The AFLOW author team comes from the MetaGPT open-source community. The co-first authors of the AFLOW paper are PhD student Zhang Jiayi from the Hong Kong University of Science and Technology (Guangzhou) and researcher Xiang Jinyu from DeepWisdom, with co-corresponding authors being Wu Chenglin, founder and CEO of DeepWisdom (MetaGPT code author, paper correspondent), and Assistant Professor Luo Yuyu from the Hong Kong University of Science and Technology (Guangzhou). Other authors include Yu Zhaoyang, Teng Fengwei, and Cheng Xin from Renmin University of China, PhD student Chen Xionghui from Nanjing University’s LAMDA Lab, Chen Jiaqi and Zheng Bingnan from Fudan University, PhD student Zhuge Mingchen from King Abdullah University of Science and Technology (co-first author of the MetaGPT paper), DeepWisdom researcher Hong Sirui (co-first author of the MetaGPT paper), and Wang Jinlin, Assistant Professor Liu Bang from the University of Montreal and MILA Lab.
For LLM practitioners, implementing LLM applications and making them effective requires manually constructing and repeatedly debugging the Agentic Workflow, which is undoubtedly a tedious process, modifying similar code repeatedly, debugging prompts, manually executing tests, and observing results. Moreover, switching to another LLM might render previous efforts ineffective, leading to high labor costs. Many companies even hire Prompt Engineers specifically for this task.
Now, the Agentic Workflow also has its own automatic optimization tools.
MetaGPT has open-sourced AFLOW, which uses MCTS for the automatic search of Agentic Workflows, allowing us to fully automate the construction and optimization of Agentic Workflow problems, eliminating the need to manually write code or debug prompts.
AFLOW optimizes workflows through Monte Carlo Tree Search, achieving GPT-4o level capabilities at a very low cost.
This is a further exploration of automatic prompt optimization, fully taking over the generation and optimization process of Agentic Workflows, outperforming other workflow automation efforts, even surpassing all manual workflow baselines compared.
-
Paper Title: AFlow: Automating Agentic Workflow Generation
-
Paper URL: https://arxiv.org/abs/2410.10762
-
Project URL: https://github.com/geekan/MetaGPT/tree/main/examples/aflow
What is the Automated Workflow Optimization Problem?

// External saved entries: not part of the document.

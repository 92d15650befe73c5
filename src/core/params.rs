use std::collections::BTreeMap;

use chrono::NaiveDate;
use serde::Serialize;
use serde_json::Value;

use super::client::constants::WIRE_DATE_FORMAT;

/// The parameter map sent as the `params` object of a request.
///
/// Builders fill this through their setters; setting the same key twice
/// keeps the later value. Keys are ordered for stable serialization.
#[derive(Debug, Clone, Default, Serialize)]
#[serde(transparent)]
pub struct Params(BTreeMap<String, Value>);

impl Params {
    #[must_use]
    pub fn new() -> Self {
        Self::default()
    }

    /// Set one parameter key to a scalar value.
    pub fn set(&mut self, key: impl Into<String>, value: impl Into<Value>) {
        self.0.insert(key.into(), value.into());
    }

    /// Set one parameter key to a date, formatted as `YYYYMMDD`.
    pub fn set_date(&mut self, key: impl Into<String>, date: NaiveDate) {
        self.set(key, date.format(WIRE_DATE_FORMAT).to_string());
    }

    /// Set the inclusive `start_date`/`end_date` pair.
    pub fn set_date_range(&mut self, start: NaiveDate, end: NaiveDate) {
        self.set_date("start_date", start);
        self.set_date("end_date", end);
    }

    #[must_use]
    pub fn get(&self, key: &str) -> Option<&Value> {
        self.0.get(key)
    }

    /// Whether the `start_date`/`end_date` pair, when both present, is
    /// ordered. `YYYYMMDD` strings compare chronologically.
    pub(crate) fn dates_ordered(&self) -> bool {
        match (
            self.0.get("start_date").and_then(Value::as_str),
            self.0.get("end_date").and_then(Value::as_str),
        ) {
            (Some(start), Some(end)) => start <= end,
            _ => true,
        }
    }
}
//! Exchange-traded funds: listings (`fund_basic`, `etf_basic`) and daily
//! bars (`fund_daily`, `etf_daily`). Both listing endpoints share one
//! columnar shape and decode into [`FundProfile`].

use chrono::NaiveDate;
use serde::Serialize;

use crate::core::{Params, RetryConfig, TsClient, TsError};
use crate::daily::DailyBuilder;

/// Basic information about one fund or ETF.
#[derive(Debug, Clone, PartialEq, Eq, Serialize)]
pub struct FundProfile {
    /// Fund code, e.g. `510300.SH`.
    pub code: String,
    pub name: String,
    /// Code of the tracked index, when any.
    pub index_code: String,
    /// Name of the tracked index, when any.
    pub index_name: String,
    /// Listing date; `None` when not yet listed.
    pub list_date: Option<NaiveDate>,
    /// Listing status as returned on the wire (`L`, `D`, `P`).
    pub status: String,
    /// Exchange as returned on the wire (`SSE`, `SZ`).
    pub exchange: String,
}

/// Fund listing status filter.
#[derive(Debug, Clone, Copy, PartialEq, Eq)]
pub enum FundStatus {
    /// Listed (`L`).
    Listed,
    /// Delisted (`D`).
    Delisted,
    /// Pending listing (`P`).
    Pending,
}

impl FundStatus {
    #[must_use]
    pub const fn as_str(self) -> &'static str {
        match self {
            Self::Listed => "L",
            Self::Delisted => "D",
            Self::Pending => "P",
        }
    }
}

/// Fund exchange filter.
#[derive(Debug, Clone, Copy, PartialEq, Eq)]
pub enum FundExchange {
    /// Shanghai Stock Exchange.
    Sse,
    /// Shenzhen Stock Exchange.
    Sz,
}

impl FundExchange {
    #[must_use]
    pub const fn as_str(self) -> &'static str {
        match self {
            Self::Sse => "SSE",
            Self::Sz => "SZ",
        }
    }
}

/// List funds (`fund_basic`).
#[must_use]
pub fn fund_basic(client: &TsClient) -> FundProfileBuilder {
    FundProfileBuilder::new(client, "fund_basic")
}

/// List ETFs (`etf_basic`).
#[must_use]
pub fn etf_basic(client: &TsClient) -> FundProfileBuilder {
    FundProfileBuilder::new(client, "etf_basic")
}

/// Daily fund bars (`fund_daily`).
#[must_use]
pub fn fund_daily(client: &TsClient) -> DailyBuilder {
    DailyBuilder::new(client, "fund_daily")
}

/// Daily ETF bars (`etf_daily`).
#[must_use]
pub fn etf_daily(client: &TsClient) -> DailyBuilder {
    DailyBuilder::new(client, "etf_daily")
}

/// A builder for the fund/ETF listing endpoints.
#[derive(Debug)]
pub struct FundProfileBuilder {
    client: TsClient,
    api: &'static str,
    params: Params,
    retry_override: Option<RetryConfig>,
}

impl FundProfileBuilder {
    fn new(client: &TsClient, api: &'static str) -> Self {
        Self {
            client: client.clone(),
            api,
            params: Params::new(),
            retry_override: None,
        }
    }

    /// Restrict to one fund code.
    #[must_use]
    pub fn code(mut self, code: impl Into<String>) -> Self {
        self.params.set("ts_code", code.into());
        self
    }

    /// Restrict to funds tracking one index code.
    #[must_use]
    pub fn index_code(mut self, code: impl Into<String>) -> Self {
        self.params.set("index_code", code.into());
        self
    }

    /// Restrict to one listing date.
    #[must_use]
    pub fn list_date(mut self, date: NaiveDate) -> Self {
        self.params.set_date("list_date", date);
        self
    }

    /// Restrict by listing status.
    #[must_use]
    pub fn status(mut self, status: FundStatus) -> Self {
        self.params.set("list_status", status.as_str());
        self
    }

    /// Restrict to one exchange.
    #[must_use]
    pub fn exchange(mut self, exchange: FundExchange) -> Self {
        self.params.set("exchange", exchange.as_str());
        self
    }

    /// Overrides the default retry policy for this specific API call.
    #[must_use]
    pub fn retry_policy(mut self, cfg: Option<RetryConfig>) -> Self {
        self.retry_override = cfg;
        self
    }

    /// Executes the request.
    ///
    /// # Errors
    ///
    /// Returns `TsError` if the network request fails, the service rejects
    /// the call, or a row cannot be decoded.
    pub async fn fetch(self) -> Result<Vec<FundProfile>, TsError> {
        let resp = self
            .client
            .call_with_retry(
                self.api,
                &self.params,
                &[
                    "ts_code",
                    "csname",
                    "index_code",
                    "index_name",
                    "list_date",
                    "list_status",
                    "exchange",
                ],
                self.retry_override.as_ref(),
            )
            .await?;

        let map = resp.field_map();
        let code = map.column("ts_code");
        let name = map.column("csname");
        let index_code = map.column("index_code");
        let index_name = map.column("index_name");
        let list_date = map.column("list_date");
        let status = map.column("list_status");
        let exchange = map.column("exchange");

        resp.rows
            .iter()
            .map(|row| {
                Ok(FundProfile {
                    code: code.str(row)?,
                    name: name.str(row)?,
                    index_code: index_code.str(row)?,
                    index_name: index_name.str(row)?,
                    list_date: list_date.date(row)?,
                    status: status.str(row)?,
                    exchange: exchange.str(row)?,
                })
            })
            .collect()
    }
}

Current automatic generation of Agentic Workflows struggles to produce effective workflows, often requiring manual intervention for initial setup and failing to capture the diversity of workflows needed to complete tasks comprehensively. To overcome these challenges, researchers proposed the AFLOW framework. Utilizing Monte Carlo Tree Search (MCTS) technology to systematically explore and optimize LLM workflows, AFLOW effectively captures the complex interactions between LLM calls by defining workflows as code-representable nodes and edges. By introducing the concept of operators, AFLOW further simplifies the search space and improves search efficiency. Experimental results on multiple benchmark datasets indicate that AFLOW can automatically discover and optimize workflows, significantly enhancing task execution performance while reducing reliance on manual intervention.
Dynamic demonstration of AFLOW. Achieving automated generation and optimization of workflows through iterative selection, expansion, evaluation, and backpropagation.
AFLOW first reconstructs the workflow optimization problem as a search problem, where workflows are represented as sequences of code-representable nodes, with each node representing a specific operation of the LLM, and the edges defining the logic, dependencies, and execution flow of the operations. This representation transforms workflows into a searchable and optimizable graph structure. Specifically, the workflow W is defined as a sequence of LLM call nodes, where each node
contains four parameters: model M, prompt P, temperature, and output format F (e.g., xml, json, markdown, raw). Nodes are connected by edges, which can be represented by various structures, such as graphs, neural networks, or code.
The goal of automated workflow optimization is to discover a workflow W given a task T and evaluation function G , such that G(W,T) is maximized. This can be phrased as a search process where the algorithm A explores the search space S to determine the optimal workflow configuration. The search space S includes all possible configurations of node parameters and edge structures.
Examples of Node, Operator, and Edge. This shows optional parameters of Node, common structures of Operators, and common representations of Edges.
How Does AFLOW Automatically Optimize Workflows?
AFLOW uses Monte Carlo Tree Search (MCTS) to automate the generation and optimization of Agentic Workflows. In the AFLOW framework, Operators play a critical role; they are predefined, reusable combinations of nodes representing common agent operations (such as review, vote, generate). These Operators are integrated into the search space as foundational components for building workflows, ensuring that the exploration process can leverage known effective agent operation patterns. The introduction of Operators significantly enhances the search efficiency of the AFLOW framework and improves workflow optimization results, reducing blind exploration in the vast search space.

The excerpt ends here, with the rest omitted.